╔══

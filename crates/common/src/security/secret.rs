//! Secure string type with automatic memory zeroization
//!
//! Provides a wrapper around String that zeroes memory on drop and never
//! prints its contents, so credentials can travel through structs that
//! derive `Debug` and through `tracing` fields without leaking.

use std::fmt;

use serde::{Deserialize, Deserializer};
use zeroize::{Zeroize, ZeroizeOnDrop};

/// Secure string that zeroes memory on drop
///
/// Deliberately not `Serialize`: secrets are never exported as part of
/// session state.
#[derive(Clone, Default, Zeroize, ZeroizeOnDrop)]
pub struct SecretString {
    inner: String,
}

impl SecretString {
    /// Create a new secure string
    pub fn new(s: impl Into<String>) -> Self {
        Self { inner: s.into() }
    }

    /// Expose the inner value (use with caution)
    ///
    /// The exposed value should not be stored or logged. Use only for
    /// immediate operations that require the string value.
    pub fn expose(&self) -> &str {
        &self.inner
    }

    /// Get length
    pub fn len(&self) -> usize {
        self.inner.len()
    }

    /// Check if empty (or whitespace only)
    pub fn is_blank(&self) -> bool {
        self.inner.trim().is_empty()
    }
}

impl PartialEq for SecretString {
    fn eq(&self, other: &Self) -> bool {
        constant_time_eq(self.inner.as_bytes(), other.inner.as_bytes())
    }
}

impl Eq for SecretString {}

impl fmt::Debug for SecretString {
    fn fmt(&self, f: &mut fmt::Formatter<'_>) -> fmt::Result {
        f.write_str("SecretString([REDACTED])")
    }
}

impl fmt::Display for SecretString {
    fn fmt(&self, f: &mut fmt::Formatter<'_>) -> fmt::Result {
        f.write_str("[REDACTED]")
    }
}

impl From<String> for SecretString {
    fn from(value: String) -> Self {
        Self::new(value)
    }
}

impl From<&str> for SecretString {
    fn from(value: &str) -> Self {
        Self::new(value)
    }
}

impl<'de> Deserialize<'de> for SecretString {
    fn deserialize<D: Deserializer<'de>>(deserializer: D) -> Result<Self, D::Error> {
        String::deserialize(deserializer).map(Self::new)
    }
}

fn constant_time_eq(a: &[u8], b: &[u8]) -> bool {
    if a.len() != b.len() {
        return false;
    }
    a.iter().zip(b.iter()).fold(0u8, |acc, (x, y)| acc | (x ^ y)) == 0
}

╚══

In the listing above, please print only the lines from the first one to the line where "use std::fmt;" appears, exactly as written, both of those lines included.

# YOUR RESPONSE:
filename crates/common/src/security/secret.rs
//! Secure string type with automatic memory zeroization
//!
//! Provides a wrapper around String that zeroes memory on drop and never
//! prints its contents, so credentials can travel through structs that
//! derive `Debug` and through `tracing` fields without leaking.

use std::fmt;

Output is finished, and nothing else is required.